In tempi non sospetti era stato uno dei primi ad invocare la clausola di salvaguardia per applicare il 9 febbraio. Oggi, Christian Vitta, ai microfoni di TeleTicino ha commentato la decisione del Consiglio federale di tentare la via delle negoziazioni con Bruxelles partendo proprio dall’idea di una clausola di salvaguardia.
"C’è soddisfazione per il fatto che noi abbiamo detto da mesi che il 9 febbraio passa per una clausola di salvaguardia. Poi ci sono vari modelli di clausola, quindi adesso entriamo nella seconda fase dei lavori. Bisognerà vedere se la soluzione finale sarà compatibile con le nostre esigenze, cioè una clausola di salvaguardia che abbia degli effetti sul mercato del lavoro."
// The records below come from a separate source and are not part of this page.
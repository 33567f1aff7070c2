//! Maestro CLI entry point

use std::process::ExitCode;

use anyhow::{Context, Result};
use clap::Parser;

use maestro::cli::commands::{run, status};
use maestro::cli::{Cli, Commands};
use maestro::infrastructure::config::ConfigLoader;
use maestro::infrastructure::logging;

#[tokio::main]
async fn main() -> ExitCode {
    let cli = Cli::parse();
    match dispatch(cli).await {
        Ok(true) => ExitCode::SUCCESS,
        Ok(false) => ExitCode::FAILURE,
        Err(error) => {
            eprintln!("Error: {error:#}");
            ExitCode::FAILURE
        }
    }
}

async fn dispatch(cli: Cli) -> Result<bool> {
    let config = ConfigLoader::load().context("Failed to load configuration")?;

    match cli.command {
        Commands::Run {
            wbs_path,
            workspace,
            state_file,
            max_concurrent,
            dry_run,
            fail_fast,
            verbose,
        } => {
            let mut logging_config = config.logging.clone();
            if verbose {
                logging_config.level = "debug".to_string();
            }
            let _guard = logging::init(&logging_config)?;

            run::handle_run(
                run::RunArgs {
                    wbs_path,
                    workspace,
                    state_file,
                    max_concurrent,
                    dry_run,
                    fail_fast,
                    json: cli.json,
                },
                &config,
            )
            .await
        }
        Commands::Status {
            wbs_path,
            state_file,
        } => {
            status::handle_status(&wbs_path, state_file, cli.json)?;
            Ok(true)
        }
    }
}
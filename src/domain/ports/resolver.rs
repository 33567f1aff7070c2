//! Conflict-resolution port.

use std::path::Path;

use async_trait::async_trait;

use crate::domain::models::Resolution;

/// Delegated merge seam used by the workspace engine.
///
/// Implementations are infallible by signature: every failure path must be
/// reported as a [`Resolution`] with the version strategy so integration
/// always has a fallback.
#[async_trait]
pub trait ConflictResolver: Send + Sync {
    /// Merge two competing versions of the same file.
    async fn resolve_two_way(
        &self,
        existing: &Path,
        incoming: &Path,
        task_id: &str,
    ) -> Resolution;

    /// Merge concurrent modifications against a common ancestor.
    ///
    /// `base` is `None` when the file did not exist at task start.
    async fn resolve_three_way(
        &self,
        base: Option<&Path>,
        shared: &Path,
        task: &Path,
        task_id: &str,
    ) -> Resolution;
}
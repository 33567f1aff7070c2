//! Delegated conflict resolution.
//!
//! Turns a concurrent write into a merge task for the external agent. The
//! resolver never inspects file contents itself: it formats a prompt
//! embedding the competing versions and launches a merge sub-agent through
//! its own task runner, rooted at `<workspace>/.merge_tasks`. The outcome
//! is classified from the files the sub-agent leaves in its sandbox.
//!
//! Every failure path yields a version-strategy [`Resolution`]; the
//! resolver never returns an error to its caller.

use std::fs;
use std::path::Path;
use std::time::Duration;

use async_trait::async_trait;
use chrono::Utc;
use tracing::{error, info, warn};

use crate::domain::errors::DomainResult;
use crate::domain::models::{Resolution, TaskSpec};
use crate::domain::ports::ConflictResolver;
use crate::services::task_runner::TaskRunner;
use crate::services::workspace::WorkspaceService;

/// Marker file a merge sub-agent writes when the versions cannot be
/// combined.
const CANNOT_MERGE_FILE: &str = "CANNOT_MERGE.txt";

/// Agent-delegated implementation of the [`ConflictResolver`] port.
pub struct MergeResolver {
    runner: TaskRunner,
    workspace: WorkspaceService,
}

impl MergeResolver {
    /// Create a resolver whose merge sub-agents run under
    /// `<workspace_dir>/.merge_tasks` with their own concurrency limit.
    pub fn new(
        workspace_dir: &Path,
        agent_path: impl Into<String>,
        timeout: Duration,
        max_concurrent: usize,
    ) -> DomainResult<Self> {
        let merge_root = workspace_dir.join(".merge_tasks");
        Ok(Self {
            runner: TaskRunner::new(agent_path, max_concurrent, timeout),
            workspace: WorkspaceService::new(merge_root, None)?,
        })
    }

    /// Launch the merge sub-agent and classify what it left behind.
    async fn run_merge(
        &self,
        merge_id: String,
        name: String,
        prompt: String,
        filename: &str,
    ) -> Resolution {
        let spec = TaskSpec::new(merge_id, name, prompt);
        let result = self.runner.execute(&spec, Some(&self.workspace)).await;

        if !result.success {
            let reason = result.error.unwrap_or_else(|| "unknown error".to_string());
            error!(merge_id = %spec.id, %reason, "merge task failed");
            return Resolution::version(format!("Merge task failed: {reason}"));
        }

        let Some(sandbox) = result.workspace else {
            return Resolution::version("Merge task produced no sandbox");
        };

        let cannot_merge = sandbox.join(CANNOT_MERGE_FILE);
        if cannot_merge.exists() {
            let reason = fs::read_to_string(&cannot_merge).unwrap_or_default();
            info!(merge_id = %spec.id, file = filename, "sub-agent declined to merge");
            return Resolution::version(format!("Cannot merge: {reason}"));
        }

        let merged = sandbox.join(filename);
        if merged.exists() {
            info!(merge_id = %spec.id, file = filename, "successfully merged");
            return Resolution::merged(merged, "Successfully merged by agent");
        }

        warn!(merge_id = %spec.id, file = filename, "merge completed but no output file found");
        Resolution::version("Merge completed but no output file found")
    }
}

#[async_trait]
impl ConflictResolver for MergeResolver {
    async fn resolve_two_way(
        &self,
        existing: &Path,
        incoming: &Path,
        task_id: &str,
    ) -> Resolution {
        let Some(filename) = file_name(existing) else {
            return Resolution::version("Existing file has no file name");
        };
        let merge_id = format!("merge_{}_{}", file_stem(existing), Utc::now().timestamp());

        let prompt = match two_way_prompt(existing, incoming) {
            Ok(prompt) => prompt,
            Err(error) => return Resolution::version(format!("Merge exception: {error}")),
        };

        info!(task_id, file = %filename, "attempting to merge with agent");
        self.run_merge(merge_id, format!("Merge {filename}"), prompt, &filename)
            .await
    }

    async fn resolve_three_way(
        &self,
        base: Option<&Path>,
        shared: &Path,
        task: &Path,
        task_id: &str,
    ) -> Resolution {
        let Some(filename) = file_name(shared) else {
            return Resolution::version("Shared file has no file name");
        };
        let merge_id = format!("3way_merge_{}_{}", file_stem(shared), Utc::now().timestamp());

        let prompt = match three_way_prompt(base, shared, task) {
            Ok(prompt) => prompt,
            Err(error) => return Resolution::version(format!("3-way merge exception: {error}")),
        };

        info!(task_id, file = %filename, "attempting 3-way merge with agent");
        self.run_merge(merge_id, format!("3-way merge {filename}"), prompt, &filename)
            .await
    }
}

fn file_name(path: &Path) -> Option<String> {
    path.file_name().map(|name| name.to_string_lossy().into_owned())
}

fn file_stem(path: &Path) -> String {
    path.file_stem()
        .map(|stem| stem.to_string_lossy().into_owned())
        .unwrap_or_default()
}

/// Prompt for a 2-way merge, embedding both file bodies verbatim.
fn two_way_prompt(existing: &Path, incoming: &Path) -> std::io::Result<String> {
    let existing_content = fs::read_to_string(existing)?;
    let incoming_content = fs::read_to_string(incoming)?;
    let filename = existing
        .file_name()
        .map(|name| name.to_string_lossy().into_owned())
        .unwrap_or_default();
    let incoming_origin = incoming
        .parent()
        .and_then(Path::file_name)
        .map(|name| name.to_string_lossy().into_owned())
        .unwrap_or_default();

    Ok(format!(
        r#"You are tasked with merging two versions of {filename}.

Please analyze both files and create an intelligent merge that:
1. Combines functionality from both versions
2. Resolves any conflicts appropriately
3. Maintains code quality and consistency

If the files serve fundamentally different purposes or cannot be meaningfully merged:
- Create a file named "{CANNOT_MERGE_FILE}" explaining why
- Do NOT create the merged file

Otherwise:
- Create the merged version as {filename}
- Add a comment at the top explaining what was merged

=== Current version ({filename}) ===
{existing_content}

=== New version (from {incoming_origin}) ===
{incoming_content}

Please create the merged version now.
"#
    ))
}

/// Prompt for a 3-way merge with labeled BASE / SHARED / TASK sections.
/// The BASE section carries a literal placeholder when the file did not
/// exist at task start.
fn three_way_prompt(
    base: Option<&Path>,
    shared: &Path,
    task: &Path,
) -> std::io::Result<String> {
    let base_content = match base {
        Some(path) if path.exists() => fs::read_to_string(path)?,
        _ => String::new(),
    };
    let shared_content = fs::read_to_string(shared)?;
    let task_content = fs::read_to_string(task)?;
    let filename = shared
        .file_name()
        .map(|name| name.to_string_lossy().into_owned())
        .unwrap_or_default();

    let base_section = if base_content.is_empty() {
        "# File did not exist in base version".to_string()
    } else {
        base_content
    };

    Ok(format!(
        r#"You are tasked with performing a 3-way merge for {filename}.

This is a 3-way merge scenario where:
- BASE: The original version both changes started from
- SHARED: Changes made by other tasks in the shared workspace
- TASK: Changes made by the current task

Please analyze all three versions and create an intelligent merge that:
1. Incorporates changes from both SHARED and TASK versions
2. Resolves conflicts by understanding the intent of each change
3. Maintains code quality and consistency
4. Preserves all functionality from both versions

If the changes are fundamentally incompatible:
- Create a file named "{CANNOT_MERGE_FILE}" explaining why
- Do NOT create the merged file

Otherwise:
- Create the merged version as {filename}
- Add a comment at the top explaining the merge

=== BASE version (original) ===
{base_section}

=== SHARED version (from shared workspace) ===
{shared_content}

=== TASK version (from current task) ===
{task_content}

Please create the merged version now, incorporating changes from both SHARED and TASK versions.
"#
    ))
}
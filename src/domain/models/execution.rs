//! Task execution inputs and results.

use std::path::PathBuf;

use chrono::{DateTime, Utc};

/// What the task runner needs to dispatch one agent invocation.
#[derive(Debug, Clone, PartialEq, Eq)]
pub struct TaskSpec {
    pub id: String,
    pub name: String,
    pub prompt: String,
    /// Extra files passed to the agent with `-f`.
    pub context_files: Vec<PathBuf>,
}

impl TaskSpec {
    pub fn new(
        id: impl Into<String>,
        name: impl Into<String>,
        prompt: impl Into<String>,
    ) -> Self {
        Self {
            id: id.into(),
            name: name.into(),
            prompt: prompt.into(),
            context_files: Vec::new(),
        }
    }
}

/// Outcome of one agent invocation. Failures are captured here, never
/// propagated as errors.
#[derive(Debug, Clone)]
pub struct ExecutionResult {
    pub task_id: String,
    pub success: bool,
    pub stdout: String,
    pub stderr: String,
    pub error: Option<String>,
    /// Sandbox-relative paths of every file present after execution.
    pub artifacts: Vec<String>,
    pub execution_secs: f64,
    /// The sandbox the task ran in, when one was provisioned.
    pub workspace: Option<PathBuf>,
    pub timestamp: DateTime<Utc>,
}

impl ExecutionResult {
    /// A failed result carrying only the error description.
    pub fn failure(
        task_id: impl Into<String>,
        error: impl Into<String>,
        execution_secs: f64,
    ) -> Self {
        Self {
            task_id: task_id.into(),
            success: false,
            stdout: String::new(),
            stderr: String::new(),
            error: Some(error.into()),
            artifacts: Vec::new(),
            execution_secs,
            workspace: None,
            timestamp: Utc::now(),
        }
    }
}
//! Domain errors for the maestro orchestrator.

use thiserror::Error;

/// Domain-level errors that can occur while loading or driving a project.
#[derive(Debug, Error)]
pub enum DomainError {
    #[error("Task not found: {0}")]
    TaskNotFound(String),

    #[error("Circular dependency detected involving task {0}")]
    DependencyCycle(String),

    #[error("Failed to load WBS: {0}")]
    WbsLoad(String),

    #[error("Failed to parse WBS: {0}")]
    WbsParse(#[from] serde_yaml::Error),

    #[error("Execution failed: {0}")]
    ExecutionFailed(String),

    #[error("Task timeout after {0}s")]
    Timeout(u64),

    #[error("I/O error: {0}")]
    Io(#[from] std::io::Error),

    #[error("Serialization error: {0}")]
    Serialization(#[from] serde_json::Error),
}

/// Convenience alias used throughout the domain and service layers.
pub type DomainResult<T> = Result<T, DomainError>;
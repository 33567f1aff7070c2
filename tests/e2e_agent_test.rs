//! Full-pipeline tests with a stub agent binary.
//!
//! Unlike the dry-run tests, these drive the real execution path: sandbox
//! provisioning, subprocess invocation, integration into the shared tree,
//! artifact registration and the final `integrated/` collection.
#![cfg(unix)]

mod common;

use std::fs;
use std::time::Duration;

use maestro::domain::models::RegistryDocument;
use maestro::services::{Orchestrator, OrchestratorOptions};
use tempfile::TempDir;

fn options(dir: &TempDir, agent: &std::path::Path) -> OrchestratorOptions {
    OrchestratorOptions {
        workspace_dir: dir.path().join("workspace"),
        agent_path: agent.to_string_lossy().into_owned(),
        max_concurrent: 2,
        task_timeout: Duration::from_secs(60),
        merge_timeout: Duration::from_secs(60),
        ..OrchestratorOptions::default()
    }
}

#[tokio::test]
async fn test_two_tasks_converge_in_shared_workspace() {
    let dir = TempDir::new().unwrap();
    // Each task writes a file named after a token in its prompt.
    let agent = common::write_stub_agent(
        dir.path(),
        "agent.sh",
        r#"case "$2" in
  *alpha*) printf 'alpha content' > alpha.py ;;
  *beta*) printf 'beta content' > beta.py ;;
esac"#,
    );
    let wbs = common::write_wbs(
        dir.path(),
        r"
phases:
  - id: phase1
    tasks:
      - id: task-001
        name: Write alpha
        prompt: produce alpha
      - id: task-002
        name: Write beta
        prompt: produce beta
",
    );

    let mut orchestrator = Orchestrator::new(&wbs, options(&dir, &agent)).unwrap();
    let results = orchestrator.run().await.unwrap();

    assert_eq!(results.len(), 2);
    assert!(results.iter().all(|result| result.success));
    assert!(orchestrator.graph().done());

    // Both files converged into the shared tree with exact contents.
    let shared = dir.path().join("workspace/shared");
    assert_eq!(fs::read_to_string(shared.join("alpha.py")).unwrap(), "alpha content");
    assert_eq!(fs::read_to_string(shared.join("beta.py")).unwrap(), "beta content");

    // The registry recorded both tasks.
    let raw = fs::read_to_string(dir.path().join("workspace/artifact_registry.json")).unwrap();
    let registry: RegistryDocument = serde_json::from_str(&raw).unwrap();
    assert!(registry.registry.contains_key("task-001"));
    assert!(registry.registry.contains_key("task-002"));
    assert_eq!(registry.file_index["alpha.py"], vec!["task-001"]);

    // Final collection wrote the artifacts plus a README.
    let integrated = dir.path().join("workspace/integrated");
    assert!(integrated.join("alpha.py").exists());
    assert!(integrated.join("beta.py").exists());
    let readme = fs::read_to_string(integrated.join("README.md")).unwrap();
    assert!(readme.contains("alpha.py"));
    assert!(readme.contains("beta.py"));
}

#[tokio::test]
async fn test_downstream_task_sees_upstream_output() {
    let dir = TempDir::new().unwrap();
    let agent = common::write_stub_agent(
        dir.path(),
        "agent.sh",
        r#"case "$2" in
  *first*) printf 'from first' > first.txt ;;
  *second*) cat first.txt > second.txt ;;
esac"#,
    );
    let wbs = common::write_wbs(
        dir.path(),
        r"
phases:
  - id: phase1
    tasks:
      - id: task-001
        name: First writer
        prompt: do first
      - id: task-002
        name: Second writer
        prompt: do second
        dependencies: [task-001]
",
    );

    let mut orchestrator = Orchestrator::new(&wbs, options(&dir, &agent)).unwrap();
    let results = orchestrator.run().await.unwrap();
    assert!(results.iter().all(|result| result.success), "{results:?}");

    // task-002's sandbox was seeded after task-001's integration, so it
    // could read first.txt.
    let shared = dir.path().join("workspace/shared");
    assert_eq!(fs::read_to_string(shared.join("second.txt")).unwrap(), "from first");
}

#[tokio::test]
async fn test_agent_failure_marks_task_failed() {
    let dir = TempDir::new().unwrap();
    let agent = common::write_stub_agent(dir.path(), "agent.sh", "exit 2");
    let wbs = common::write_wbs(
        dir.path(),
        r"
phases:
  - id: phase1
    tasks:
      - id: task-001
        name: Doomed
        prompt: anything
",
    );

    let mut orchestrator = Orchestrator::new(&wbs, options(&dir, &agent)).unwrap();
    let results = orchestrator.run().await.unwrap();

    assert_eq!(results.len(), 1);
    assert!(!results[0].success);
    assert_eq!(results[0].error.as_deref(), Some("Process exited with code 2"));
    assert_eq!(orchestrator.summary().failed, 1);
}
Con una libertà d’azione cantonale?“Il modello è comunque nazionale. Il messaggio che stiamo cercando di far passare è che in Svizzera abbiamo un mercato del lavoro non uniforme, ma diviso in differenti realtà regionali che vanno considerate in questo ambito . Noi abbiamo richiesto degli approfondimenti al politecnico di Zurigo e siamo quindi nel pieno della partita per giocare le nostre carte.